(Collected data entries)

_____

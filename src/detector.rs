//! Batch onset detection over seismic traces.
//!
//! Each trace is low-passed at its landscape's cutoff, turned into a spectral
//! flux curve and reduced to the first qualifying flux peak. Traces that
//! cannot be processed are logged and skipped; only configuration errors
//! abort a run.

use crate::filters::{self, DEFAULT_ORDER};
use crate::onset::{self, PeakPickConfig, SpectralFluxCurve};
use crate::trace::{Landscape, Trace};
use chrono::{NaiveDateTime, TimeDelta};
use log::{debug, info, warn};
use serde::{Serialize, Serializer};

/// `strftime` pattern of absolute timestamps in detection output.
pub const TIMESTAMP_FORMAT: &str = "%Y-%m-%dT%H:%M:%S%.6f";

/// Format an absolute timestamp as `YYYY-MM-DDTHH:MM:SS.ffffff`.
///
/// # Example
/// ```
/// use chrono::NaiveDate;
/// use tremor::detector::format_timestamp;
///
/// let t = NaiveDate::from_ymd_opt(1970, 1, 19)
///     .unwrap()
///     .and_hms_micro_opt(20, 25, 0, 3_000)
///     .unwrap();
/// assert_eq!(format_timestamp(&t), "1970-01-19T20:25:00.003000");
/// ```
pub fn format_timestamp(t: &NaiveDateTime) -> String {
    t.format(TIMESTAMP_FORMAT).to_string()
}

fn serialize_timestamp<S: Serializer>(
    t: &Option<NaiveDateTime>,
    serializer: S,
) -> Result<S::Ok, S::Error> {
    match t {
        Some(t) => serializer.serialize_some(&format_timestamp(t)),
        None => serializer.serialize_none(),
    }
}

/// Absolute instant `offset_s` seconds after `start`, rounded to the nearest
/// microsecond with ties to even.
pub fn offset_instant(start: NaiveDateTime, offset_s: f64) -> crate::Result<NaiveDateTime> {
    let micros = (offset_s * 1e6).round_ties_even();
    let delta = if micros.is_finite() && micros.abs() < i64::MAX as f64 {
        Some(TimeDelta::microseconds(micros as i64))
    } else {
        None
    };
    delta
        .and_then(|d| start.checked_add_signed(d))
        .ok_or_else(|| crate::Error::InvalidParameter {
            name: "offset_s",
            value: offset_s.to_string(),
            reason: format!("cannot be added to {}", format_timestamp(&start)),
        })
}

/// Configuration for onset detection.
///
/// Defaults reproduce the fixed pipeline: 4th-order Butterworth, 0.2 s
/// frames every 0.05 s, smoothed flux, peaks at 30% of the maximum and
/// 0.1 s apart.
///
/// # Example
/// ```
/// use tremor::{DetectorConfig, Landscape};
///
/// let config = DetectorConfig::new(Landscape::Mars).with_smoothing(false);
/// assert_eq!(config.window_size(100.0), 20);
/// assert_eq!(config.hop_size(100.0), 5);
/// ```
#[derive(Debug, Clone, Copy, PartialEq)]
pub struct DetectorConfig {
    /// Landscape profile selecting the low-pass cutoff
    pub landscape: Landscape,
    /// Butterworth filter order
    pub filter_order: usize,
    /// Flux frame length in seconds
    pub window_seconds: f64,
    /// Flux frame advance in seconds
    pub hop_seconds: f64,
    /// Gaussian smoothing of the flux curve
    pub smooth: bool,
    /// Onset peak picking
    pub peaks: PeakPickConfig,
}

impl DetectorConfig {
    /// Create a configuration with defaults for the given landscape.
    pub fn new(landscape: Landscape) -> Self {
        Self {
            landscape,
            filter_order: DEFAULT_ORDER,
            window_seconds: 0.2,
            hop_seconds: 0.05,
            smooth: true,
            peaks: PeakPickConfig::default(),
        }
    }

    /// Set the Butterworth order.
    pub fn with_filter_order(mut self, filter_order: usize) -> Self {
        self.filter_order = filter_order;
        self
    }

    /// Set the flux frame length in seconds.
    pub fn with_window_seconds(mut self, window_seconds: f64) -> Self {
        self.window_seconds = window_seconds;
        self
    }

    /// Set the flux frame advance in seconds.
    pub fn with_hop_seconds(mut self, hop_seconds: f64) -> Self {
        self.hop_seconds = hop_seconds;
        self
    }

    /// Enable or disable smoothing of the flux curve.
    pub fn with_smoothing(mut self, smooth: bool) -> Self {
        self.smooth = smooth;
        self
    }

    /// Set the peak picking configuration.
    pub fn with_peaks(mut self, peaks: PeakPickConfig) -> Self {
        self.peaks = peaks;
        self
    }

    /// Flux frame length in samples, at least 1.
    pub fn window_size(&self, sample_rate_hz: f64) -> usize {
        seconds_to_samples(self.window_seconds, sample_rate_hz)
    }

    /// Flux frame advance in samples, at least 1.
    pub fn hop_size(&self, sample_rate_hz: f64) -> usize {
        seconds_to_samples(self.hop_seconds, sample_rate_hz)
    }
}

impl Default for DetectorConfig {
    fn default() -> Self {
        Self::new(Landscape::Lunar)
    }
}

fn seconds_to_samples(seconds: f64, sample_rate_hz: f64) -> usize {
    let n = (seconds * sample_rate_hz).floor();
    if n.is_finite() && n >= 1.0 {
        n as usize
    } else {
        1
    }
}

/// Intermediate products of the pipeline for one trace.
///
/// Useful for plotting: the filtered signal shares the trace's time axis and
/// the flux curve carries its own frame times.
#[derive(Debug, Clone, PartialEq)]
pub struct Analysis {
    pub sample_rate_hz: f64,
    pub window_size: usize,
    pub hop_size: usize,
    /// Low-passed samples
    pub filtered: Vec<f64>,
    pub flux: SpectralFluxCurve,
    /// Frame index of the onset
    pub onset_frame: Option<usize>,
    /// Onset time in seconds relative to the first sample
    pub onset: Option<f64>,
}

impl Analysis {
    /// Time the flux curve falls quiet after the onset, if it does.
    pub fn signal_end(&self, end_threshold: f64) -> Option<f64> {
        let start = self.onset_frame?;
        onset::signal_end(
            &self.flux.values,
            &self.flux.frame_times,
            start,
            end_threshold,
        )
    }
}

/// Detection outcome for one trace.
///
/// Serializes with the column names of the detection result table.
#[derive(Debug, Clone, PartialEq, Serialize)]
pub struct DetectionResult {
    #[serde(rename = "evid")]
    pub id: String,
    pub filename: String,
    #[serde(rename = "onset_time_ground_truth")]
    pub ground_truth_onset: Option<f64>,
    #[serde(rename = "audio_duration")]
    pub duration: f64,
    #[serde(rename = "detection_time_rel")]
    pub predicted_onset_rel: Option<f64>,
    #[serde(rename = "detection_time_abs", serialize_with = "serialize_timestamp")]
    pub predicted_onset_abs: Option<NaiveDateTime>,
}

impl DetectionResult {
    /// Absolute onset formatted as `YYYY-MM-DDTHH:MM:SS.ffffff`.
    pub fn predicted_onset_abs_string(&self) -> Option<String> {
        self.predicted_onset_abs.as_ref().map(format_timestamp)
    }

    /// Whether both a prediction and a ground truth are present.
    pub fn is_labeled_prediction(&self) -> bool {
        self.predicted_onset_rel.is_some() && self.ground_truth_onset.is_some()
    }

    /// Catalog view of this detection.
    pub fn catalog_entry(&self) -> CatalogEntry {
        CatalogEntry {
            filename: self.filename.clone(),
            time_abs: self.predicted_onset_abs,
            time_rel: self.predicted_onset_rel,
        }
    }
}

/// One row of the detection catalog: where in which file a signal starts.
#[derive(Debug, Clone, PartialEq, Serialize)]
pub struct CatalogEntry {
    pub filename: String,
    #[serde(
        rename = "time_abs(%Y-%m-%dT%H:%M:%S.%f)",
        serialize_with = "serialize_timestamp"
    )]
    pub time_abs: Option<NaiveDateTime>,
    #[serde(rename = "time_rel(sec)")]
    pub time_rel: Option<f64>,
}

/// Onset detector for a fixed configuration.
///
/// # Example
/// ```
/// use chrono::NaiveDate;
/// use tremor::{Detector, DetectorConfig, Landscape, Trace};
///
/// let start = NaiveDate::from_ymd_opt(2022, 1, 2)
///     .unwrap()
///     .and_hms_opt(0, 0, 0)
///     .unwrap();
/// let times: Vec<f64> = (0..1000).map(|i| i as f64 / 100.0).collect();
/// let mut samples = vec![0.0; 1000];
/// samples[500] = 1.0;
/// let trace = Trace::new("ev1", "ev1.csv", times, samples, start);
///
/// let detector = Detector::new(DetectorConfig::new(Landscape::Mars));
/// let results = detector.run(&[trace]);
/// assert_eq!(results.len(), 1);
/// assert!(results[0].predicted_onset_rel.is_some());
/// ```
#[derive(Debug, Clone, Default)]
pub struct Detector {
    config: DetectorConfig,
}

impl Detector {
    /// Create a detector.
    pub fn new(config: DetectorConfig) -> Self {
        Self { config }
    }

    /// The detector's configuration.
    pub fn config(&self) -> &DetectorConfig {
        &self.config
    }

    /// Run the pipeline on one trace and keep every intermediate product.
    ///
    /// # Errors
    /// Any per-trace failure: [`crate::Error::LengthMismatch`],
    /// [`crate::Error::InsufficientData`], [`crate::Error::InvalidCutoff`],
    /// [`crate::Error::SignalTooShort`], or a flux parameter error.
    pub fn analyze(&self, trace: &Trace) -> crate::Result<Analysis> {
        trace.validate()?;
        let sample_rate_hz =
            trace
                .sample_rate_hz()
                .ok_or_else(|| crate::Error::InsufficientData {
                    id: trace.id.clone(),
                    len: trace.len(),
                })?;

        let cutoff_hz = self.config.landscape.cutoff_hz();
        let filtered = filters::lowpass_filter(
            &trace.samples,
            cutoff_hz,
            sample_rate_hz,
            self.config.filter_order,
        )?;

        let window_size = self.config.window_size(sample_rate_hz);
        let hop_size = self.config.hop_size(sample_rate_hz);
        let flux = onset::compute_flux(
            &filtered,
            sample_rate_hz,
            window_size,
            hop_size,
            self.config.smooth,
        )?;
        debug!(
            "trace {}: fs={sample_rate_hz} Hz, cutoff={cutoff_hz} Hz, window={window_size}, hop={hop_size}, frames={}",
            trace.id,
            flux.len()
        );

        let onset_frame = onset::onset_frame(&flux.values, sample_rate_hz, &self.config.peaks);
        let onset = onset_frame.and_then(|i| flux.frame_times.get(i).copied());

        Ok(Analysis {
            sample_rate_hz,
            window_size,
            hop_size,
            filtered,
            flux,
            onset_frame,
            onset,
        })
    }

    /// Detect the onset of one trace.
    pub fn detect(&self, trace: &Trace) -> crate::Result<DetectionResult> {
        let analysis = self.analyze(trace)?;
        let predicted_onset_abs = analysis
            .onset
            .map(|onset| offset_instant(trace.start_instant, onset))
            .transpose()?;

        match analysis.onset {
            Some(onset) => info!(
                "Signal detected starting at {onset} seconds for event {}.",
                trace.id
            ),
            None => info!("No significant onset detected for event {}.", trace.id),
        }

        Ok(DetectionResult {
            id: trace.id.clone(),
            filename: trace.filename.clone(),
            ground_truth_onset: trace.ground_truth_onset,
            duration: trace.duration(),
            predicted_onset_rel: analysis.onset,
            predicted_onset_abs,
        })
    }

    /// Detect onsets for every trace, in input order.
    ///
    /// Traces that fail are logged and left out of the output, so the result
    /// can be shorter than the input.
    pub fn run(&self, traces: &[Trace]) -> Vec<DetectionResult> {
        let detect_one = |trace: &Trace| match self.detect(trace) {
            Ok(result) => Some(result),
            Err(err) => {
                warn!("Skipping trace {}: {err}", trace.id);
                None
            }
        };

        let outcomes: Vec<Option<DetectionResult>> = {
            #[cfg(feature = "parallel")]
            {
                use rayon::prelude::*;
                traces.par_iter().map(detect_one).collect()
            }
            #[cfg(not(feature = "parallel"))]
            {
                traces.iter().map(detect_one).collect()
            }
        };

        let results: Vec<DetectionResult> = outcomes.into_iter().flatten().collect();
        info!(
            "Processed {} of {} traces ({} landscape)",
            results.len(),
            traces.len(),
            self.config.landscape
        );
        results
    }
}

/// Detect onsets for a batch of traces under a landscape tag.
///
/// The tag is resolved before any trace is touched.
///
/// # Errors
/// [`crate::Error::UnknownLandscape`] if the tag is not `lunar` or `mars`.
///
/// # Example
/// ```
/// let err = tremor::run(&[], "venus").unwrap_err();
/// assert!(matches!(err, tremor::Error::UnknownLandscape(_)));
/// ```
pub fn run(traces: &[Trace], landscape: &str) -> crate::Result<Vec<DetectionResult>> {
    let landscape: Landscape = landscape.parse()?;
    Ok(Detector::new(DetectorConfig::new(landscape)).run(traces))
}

_____

## [What needs to be done]
Your answer should be all lines from the data that contain "Butterworth".

## [Response below]
/// Defaults reproduce the fixed pipeline: 4th-order Butterworth, 0.2 s
    /// Butterworth filter order
    /// Set the Butterworth order.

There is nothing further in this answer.